* _What is being asked_
In the entries, find all lines that hold the word "Outcome" and copy them.

* _Dataset records_
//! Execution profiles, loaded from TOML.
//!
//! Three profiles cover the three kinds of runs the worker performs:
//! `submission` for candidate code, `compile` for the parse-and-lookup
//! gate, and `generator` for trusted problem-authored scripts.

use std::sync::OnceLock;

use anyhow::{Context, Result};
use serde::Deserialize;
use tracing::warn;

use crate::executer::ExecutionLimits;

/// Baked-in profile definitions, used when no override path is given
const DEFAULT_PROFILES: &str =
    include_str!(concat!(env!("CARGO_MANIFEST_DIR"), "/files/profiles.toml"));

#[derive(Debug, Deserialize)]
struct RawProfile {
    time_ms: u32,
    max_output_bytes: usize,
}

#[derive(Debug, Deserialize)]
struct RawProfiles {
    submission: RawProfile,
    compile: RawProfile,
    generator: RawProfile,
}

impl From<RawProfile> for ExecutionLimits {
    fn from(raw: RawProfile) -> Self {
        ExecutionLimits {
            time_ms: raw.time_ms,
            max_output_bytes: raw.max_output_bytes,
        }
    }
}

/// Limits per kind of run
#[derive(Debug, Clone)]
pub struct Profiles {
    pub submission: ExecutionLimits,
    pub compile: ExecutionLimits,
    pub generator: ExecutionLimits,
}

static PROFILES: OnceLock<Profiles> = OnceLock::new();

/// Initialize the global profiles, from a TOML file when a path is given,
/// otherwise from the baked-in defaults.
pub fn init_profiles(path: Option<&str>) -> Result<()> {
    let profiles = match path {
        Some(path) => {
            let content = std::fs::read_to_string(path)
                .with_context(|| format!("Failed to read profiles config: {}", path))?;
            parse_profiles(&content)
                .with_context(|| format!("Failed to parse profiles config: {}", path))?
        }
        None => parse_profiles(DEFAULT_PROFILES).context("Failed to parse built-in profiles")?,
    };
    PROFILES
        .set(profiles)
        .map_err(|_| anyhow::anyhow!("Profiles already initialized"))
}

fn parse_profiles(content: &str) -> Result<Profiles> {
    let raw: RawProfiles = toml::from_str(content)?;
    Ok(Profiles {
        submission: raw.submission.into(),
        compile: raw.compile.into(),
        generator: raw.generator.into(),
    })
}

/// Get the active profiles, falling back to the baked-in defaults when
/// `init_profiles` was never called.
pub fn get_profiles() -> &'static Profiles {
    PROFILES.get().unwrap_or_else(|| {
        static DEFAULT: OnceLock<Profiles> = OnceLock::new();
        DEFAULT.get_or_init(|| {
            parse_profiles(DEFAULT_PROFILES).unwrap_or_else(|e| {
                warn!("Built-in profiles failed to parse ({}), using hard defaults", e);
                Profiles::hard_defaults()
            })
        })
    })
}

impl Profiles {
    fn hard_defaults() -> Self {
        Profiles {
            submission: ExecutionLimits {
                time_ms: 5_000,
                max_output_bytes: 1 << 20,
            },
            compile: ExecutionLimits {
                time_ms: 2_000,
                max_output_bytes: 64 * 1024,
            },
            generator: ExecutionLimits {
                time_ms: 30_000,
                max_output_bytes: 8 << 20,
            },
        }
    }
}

...

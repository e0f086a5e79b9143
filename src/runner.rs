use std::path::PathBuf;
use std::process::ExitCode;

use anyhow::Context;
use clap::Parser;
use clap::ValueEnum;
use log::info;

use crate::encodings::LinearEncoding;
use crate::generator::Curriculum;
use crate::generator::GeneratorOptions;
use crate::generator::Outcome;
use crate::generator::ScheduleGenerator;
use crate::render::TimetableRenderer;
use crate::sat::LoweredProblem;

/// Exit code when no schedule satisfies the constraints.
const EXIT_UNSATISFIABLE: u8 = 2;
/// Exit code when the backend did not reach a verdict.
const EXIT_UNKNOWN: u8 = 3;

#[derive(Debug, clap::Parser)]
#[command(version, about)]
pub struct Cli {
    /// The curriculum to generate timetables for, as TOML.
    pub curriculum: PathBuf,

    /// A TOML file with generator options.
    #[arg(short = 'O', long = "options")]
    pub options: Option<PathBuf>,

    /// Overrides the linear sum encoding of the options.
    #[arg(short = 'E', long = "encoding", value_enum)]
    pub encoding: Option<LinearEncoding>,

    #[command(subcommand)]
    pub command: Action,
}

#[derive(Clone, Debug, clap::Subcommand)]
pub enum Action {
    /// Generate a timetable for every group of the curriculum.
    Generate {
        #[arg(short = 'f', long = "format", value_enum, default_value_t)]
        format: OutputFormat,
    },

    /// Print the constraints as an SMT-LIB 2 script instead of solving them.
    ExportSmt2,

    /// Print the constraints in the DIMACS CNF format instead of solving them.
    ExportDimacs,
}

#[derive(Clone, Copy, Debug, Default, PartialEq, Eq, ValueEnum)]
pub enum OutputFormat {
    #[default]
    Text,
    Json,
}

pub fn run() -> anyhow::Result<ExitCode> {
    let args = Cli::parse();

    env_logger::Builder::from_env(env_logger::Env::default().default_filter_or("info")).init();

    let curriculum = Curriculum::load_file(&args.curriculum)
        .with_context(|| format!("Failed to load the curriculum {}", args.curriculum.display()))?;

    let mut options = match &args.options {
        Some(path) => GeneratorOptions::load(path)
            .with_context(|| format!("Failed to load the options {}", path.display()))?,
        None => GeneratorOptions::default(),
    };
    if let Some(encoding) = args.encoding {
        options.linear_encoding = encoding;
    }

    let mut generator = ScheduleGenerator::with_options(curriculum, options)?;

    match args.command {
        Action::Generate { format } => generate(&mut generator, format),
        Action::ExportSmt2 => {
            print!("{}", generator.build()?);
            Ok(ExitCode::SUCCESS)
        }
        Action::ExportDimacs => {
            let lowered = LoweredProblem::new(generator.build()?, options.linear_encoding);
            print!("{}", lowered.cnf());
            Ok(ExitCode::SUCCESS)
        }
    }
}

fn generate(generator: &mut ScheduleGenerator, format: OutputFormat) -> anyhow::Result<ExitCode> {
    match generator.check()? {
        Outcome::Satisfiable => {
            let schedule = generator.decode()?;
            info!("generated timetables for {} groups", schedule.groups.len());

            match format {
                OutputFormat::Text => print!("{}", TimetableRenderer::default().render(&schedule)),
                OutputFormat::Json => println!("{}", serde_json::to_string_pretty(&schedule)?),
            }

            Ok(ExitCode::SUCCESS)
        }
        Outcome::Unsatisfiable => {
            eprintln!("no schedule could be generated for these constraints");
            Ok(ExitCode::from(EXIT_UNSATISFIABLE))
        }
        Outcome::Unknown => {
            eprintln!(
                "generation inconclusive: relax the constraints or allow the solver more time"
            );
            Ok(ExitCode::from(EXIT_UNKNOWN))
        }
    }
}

* * *

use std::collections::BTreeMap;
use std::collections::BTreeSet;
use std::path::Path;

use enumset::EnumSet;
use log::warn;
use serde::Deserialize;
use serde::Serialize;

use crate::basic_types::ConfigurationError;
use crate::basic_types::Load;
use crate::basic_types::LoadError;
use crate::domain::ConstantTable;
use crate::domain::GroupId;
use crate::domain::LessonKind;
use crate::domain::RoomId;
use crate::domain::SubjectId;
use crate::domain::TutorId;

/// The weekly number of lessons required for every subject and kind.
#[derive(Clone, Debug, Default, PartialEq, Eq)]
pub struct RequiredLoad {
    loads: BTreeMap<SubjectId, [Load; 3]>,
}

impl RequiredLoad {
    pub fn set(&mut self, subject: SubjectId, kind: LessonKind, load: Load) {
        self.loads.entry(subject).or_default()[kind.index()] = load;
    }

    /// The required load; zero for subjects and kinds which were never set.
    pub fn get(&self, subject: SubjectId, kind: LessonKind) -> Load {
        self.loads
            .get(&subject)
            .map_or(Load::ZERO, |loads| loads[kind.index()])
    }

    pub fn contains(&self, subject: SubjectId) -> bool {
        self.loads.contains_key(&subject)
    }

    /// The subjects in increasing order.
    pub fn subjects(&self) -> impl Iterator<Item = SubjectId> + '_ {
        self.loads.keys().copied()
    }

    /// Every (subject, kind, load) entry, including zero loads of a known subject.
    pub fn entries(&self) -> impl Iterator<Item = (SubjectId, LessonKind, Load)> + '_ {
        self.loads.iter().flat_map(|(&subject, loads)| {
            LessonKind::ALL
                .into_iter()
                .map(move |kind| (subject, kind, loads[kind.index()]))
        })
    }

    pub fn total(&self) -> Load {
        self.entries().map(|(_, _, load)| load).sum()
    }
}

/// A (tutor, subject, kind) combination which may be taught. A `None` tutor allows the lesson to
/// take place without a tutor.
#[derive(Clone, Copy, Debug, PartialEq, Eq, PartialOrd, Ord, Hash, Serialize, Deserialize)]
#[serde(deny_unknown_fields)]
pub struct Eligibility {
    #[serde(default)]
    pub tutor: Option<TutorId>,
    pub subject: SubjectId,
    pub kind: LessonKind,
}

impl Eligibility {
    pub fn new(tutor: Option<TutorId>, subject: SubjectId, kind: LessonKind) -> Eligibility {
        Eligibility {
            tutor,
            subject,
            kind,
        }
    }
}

* _Exercise output_
use crate::generator::Outcome;
        Outcome::Satisfiable => {
        Outcome::Unsatisfiable => {
        Outcome::Unknown => {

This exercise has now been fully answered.